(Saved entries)
%%

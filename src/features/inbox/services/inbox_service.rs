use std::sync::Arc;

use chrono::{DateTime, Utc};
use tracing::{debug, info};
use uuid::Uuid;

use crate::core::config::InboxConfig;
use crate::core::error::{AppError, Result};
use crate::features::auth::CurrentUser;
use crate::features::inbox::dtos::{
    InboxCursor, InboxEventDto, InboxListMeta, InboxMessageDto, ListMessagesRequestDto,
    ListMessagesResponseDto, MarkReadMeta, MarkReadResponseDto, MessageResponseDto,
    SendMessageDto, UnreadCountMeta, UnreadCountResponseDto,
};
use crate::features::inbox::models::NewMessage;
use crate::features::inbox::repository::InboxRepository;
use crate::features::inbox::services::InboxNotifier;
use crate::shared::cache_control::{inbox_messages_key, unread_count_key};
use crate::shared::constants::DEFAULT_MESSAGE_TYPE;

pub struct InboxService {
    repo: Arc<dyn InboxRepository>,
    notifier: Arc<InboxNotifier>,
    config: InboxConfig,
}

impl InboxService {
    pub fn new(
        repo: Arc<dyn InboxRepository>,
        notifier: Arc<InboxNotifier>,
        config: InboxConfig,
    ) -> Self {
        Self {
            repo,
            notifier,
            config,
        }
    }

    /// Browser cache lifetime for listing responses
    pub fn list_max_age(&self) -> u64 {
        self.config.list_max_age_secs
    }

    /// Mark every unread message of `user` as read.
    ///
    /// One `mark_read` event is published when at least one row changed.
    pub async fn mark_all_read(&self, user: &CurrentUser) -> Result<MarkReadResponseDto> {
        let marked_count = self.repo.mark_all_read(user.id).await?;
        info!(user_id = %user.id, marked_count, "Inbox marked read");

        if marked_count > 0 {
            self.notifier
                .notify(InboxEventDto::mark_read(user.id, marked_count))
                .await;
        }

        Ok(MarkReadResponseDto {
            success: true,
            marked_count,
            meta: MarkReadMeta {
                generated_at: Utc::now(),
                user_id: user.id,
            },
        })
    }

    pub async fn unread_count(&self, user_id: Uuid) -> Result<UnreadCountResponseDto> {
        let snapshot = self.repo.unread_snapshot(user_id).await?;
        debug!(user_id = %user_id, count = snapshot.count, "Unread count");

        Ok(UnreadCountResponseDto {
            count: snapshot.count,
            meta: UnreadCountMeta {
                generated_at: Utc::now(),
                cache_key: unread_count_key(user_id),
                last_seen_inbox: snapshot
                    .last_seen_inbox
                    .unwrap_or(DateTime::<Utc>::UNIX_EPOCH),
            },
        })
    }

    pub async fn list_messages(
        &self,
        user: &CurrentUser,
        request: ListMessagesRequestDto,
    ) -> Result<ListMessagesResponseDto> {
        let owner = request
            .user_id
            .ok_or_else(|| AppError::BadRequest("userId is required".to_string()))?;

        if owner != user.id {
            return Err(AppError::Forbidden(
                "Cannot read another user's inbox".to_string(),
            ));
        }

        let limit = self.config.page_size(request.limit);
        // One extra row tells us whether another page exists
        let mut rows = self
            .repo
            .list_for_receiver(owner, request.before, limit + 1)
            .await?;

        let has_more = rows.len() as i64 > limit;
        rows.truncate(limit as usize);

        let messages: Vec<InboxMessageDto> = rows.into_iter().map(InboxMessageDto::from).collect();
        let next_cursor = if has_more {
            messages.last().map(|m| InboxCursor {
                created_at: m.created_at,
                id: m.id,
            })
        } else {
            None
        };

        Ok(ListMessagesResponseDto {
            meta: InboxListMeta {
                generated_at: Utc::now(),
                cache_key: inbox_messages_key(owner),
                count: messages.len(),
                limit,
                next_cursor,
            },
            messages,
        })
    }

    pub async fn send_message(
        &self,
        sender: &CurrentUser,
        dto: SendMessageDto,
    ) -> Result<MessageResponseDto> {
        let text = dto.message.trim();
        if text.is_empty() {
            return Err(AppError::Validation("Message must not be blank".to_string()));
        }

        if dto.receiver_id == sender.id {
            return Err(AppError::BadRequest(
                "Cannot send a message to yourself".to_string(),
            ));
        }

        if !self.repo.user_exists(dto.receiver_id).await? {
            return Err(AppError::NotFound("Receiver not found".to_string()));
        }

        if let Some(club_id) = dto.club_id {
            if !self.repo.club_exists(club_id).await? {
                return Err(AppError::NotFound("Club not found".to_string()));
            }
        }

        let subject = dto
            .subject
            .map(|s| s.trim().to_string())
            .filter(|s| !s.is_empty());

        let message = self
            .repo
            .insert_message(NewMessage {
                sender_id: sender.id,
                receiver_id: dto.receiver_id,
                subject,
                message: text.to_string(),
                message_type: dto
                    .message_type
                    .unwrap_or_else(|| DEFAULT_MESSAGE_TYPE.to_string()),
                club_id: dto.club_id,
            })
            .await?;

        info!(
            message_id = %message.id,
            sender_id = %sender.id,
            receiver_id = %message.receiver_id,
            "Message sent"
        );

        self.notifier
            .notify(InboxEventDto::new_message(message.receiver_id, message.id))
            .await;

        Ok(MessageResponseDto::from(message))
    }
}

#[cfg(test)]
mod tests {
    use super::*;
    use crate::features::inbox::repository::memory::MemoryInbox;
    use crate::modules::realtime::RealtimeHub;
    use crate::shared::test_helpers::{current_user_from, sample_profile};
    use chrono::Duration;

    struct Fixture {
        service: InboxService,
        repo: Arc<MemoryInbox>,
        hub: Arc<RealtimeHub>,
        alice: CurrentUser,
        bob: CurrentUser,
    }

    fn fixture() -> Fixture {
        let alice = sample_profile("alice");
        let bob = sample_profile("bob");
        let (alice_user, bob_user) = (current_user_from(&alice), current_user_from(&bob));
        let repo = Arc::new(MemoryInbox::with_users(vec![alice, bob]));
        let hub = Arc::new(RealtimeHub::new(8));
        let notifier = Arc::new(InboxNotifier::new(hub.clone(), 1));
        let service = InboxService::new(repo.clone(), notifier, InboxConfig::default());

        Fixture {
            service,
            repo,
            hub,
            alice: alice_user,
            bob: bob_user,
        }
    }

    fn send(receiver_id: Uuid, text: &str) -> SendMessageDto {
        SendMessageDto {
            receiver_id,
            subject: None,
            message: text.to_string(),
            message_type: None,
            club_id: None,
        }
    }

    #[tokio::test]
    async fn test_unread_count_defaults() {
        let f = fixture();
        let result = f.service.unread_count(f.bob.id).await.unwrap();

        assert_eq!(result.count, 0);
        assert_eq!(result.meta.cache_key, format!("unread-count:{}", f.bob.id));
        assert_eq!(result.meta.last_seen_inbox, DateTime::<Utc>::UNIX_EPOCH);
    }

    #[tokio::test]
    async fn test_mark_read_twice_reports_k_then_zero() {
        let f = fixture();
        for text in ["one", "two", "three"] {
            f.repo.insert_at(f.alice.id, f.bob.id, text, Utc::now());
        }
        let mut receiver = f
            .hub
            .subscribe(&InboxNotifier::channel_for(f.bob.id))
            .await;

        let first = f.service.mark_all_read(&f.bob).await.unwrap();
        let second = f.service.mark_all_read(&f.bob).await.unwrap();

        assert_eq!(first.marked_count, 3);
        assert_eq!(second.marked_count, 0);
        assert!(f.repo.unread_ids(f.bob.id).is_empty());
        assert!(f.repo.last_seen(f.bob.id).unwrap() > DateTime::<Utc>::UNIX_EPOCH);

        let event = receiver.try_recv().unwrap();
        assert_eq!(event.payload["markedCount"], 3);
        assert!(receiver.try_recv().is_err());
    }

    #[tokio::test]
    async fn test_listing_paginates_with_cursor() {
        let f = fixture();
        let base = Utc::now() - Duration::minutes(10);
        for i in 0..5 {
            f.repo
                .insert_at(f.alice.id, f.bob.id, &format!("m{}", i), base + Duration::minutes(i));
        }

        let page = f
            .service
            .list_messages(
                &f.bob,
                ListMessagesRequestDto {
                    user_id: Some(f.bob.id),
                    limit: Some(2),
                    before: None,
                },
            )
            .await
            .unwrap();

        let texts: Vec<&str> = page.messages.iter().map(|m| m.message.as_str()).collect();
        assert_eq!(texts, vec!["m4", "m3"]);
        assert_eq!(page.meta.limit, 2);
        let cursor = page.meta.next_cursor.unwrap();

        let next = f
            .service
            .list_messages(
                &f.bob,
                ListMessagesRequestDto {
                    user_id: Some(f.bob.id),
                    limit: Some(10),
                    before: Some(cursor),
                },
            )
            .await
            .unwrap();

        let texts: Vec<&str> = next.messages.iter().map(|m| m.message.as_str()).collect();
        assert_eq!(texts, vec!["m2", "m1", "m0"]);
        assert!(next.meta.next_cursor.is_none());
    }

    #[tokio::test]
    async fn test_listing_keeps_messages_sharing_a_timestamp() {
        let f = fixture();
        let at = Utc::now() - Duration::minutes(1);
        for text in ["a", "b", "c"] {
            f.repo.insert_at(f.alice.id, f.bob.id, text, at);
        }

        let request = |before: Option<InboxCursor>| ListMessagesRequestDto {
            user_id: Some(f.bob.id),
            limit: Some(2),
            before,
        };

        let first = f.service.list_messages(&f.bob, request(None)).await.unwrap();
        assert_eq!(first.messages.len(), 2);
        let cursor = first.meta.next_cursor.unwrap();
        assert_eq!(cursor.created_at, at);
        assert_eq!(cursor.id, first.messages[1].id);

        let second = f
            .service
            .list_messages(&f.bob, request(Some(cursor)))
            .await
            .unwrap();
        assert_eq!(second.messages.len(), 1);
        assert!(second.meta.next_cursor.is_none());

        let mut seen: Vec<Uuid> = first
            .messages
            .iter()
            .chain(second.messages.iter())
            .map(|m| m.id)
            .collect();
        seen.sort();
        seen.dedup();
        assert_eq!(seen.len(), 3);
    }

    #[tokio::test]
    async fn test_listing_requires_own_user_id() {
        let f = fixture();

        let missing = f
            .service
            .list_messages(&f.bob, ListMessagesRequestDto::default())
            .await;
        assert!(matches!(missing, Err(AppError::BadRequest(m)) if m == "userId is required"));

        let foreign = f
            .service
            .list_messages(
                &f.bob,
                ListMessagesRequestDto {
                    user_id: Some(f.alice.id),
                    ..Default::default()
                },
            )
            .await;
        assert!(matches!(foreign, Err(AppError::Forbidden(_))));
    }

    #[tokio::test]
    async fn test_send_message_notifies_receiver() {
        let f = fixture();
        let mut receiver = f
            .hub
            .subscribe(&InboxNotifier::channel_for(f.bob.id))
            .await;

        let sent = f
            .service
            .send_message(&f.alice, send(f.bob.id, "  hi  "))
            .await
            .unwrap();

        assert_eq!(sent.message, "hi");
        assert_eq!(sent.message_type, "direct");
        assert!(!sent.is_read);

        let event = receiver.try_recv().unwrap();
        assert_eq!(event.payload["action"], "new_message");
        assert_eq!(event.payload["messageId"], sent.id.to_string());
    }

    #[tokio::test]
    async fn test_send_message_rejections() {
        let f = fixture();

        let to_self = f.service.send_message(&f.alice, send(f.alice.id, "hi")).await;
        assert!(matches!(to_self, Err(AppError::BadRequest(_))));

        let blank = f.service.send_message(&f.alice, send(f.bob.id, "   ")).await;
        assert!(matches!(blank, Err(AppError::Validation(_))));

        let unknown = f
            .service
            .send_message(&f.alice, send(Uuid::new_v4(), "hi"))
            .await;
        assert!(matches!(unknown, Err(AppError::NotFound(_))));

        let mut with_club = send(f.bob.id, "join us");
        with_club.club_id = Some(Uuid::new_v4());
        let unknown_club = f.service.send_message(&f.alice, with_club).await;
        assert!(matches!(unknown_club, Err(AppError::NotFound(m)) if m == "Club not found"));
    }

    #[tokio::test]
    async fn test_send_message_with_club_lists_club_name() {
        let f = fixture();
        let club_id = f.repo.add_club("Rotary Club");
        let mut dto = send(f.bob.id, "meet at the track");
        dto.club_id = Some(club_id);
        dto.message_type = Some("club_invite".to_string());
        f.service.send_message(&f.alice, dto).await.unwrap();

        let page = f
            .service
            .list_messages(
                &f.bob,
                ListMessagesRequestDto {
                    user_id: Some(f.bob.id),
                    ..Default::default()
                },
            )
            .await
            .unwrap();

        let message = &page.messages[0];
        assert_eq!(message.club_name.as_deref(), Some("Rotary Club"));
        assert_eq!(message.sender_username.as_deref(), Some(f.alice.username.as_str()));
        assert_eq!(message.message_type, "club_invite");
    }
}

%%

> **YOUR TASK**
Search the records line by line for the word "before" and copy every line where it appears.

> **RESULT OF THIS TASK**
            .list_for_receiver(owner, request.before, limit + 1)
                    before: None,
                    before: Some(cursor),
        let request = |before: Option<InboxCursor>| ListMessagesRequestDto {
            before,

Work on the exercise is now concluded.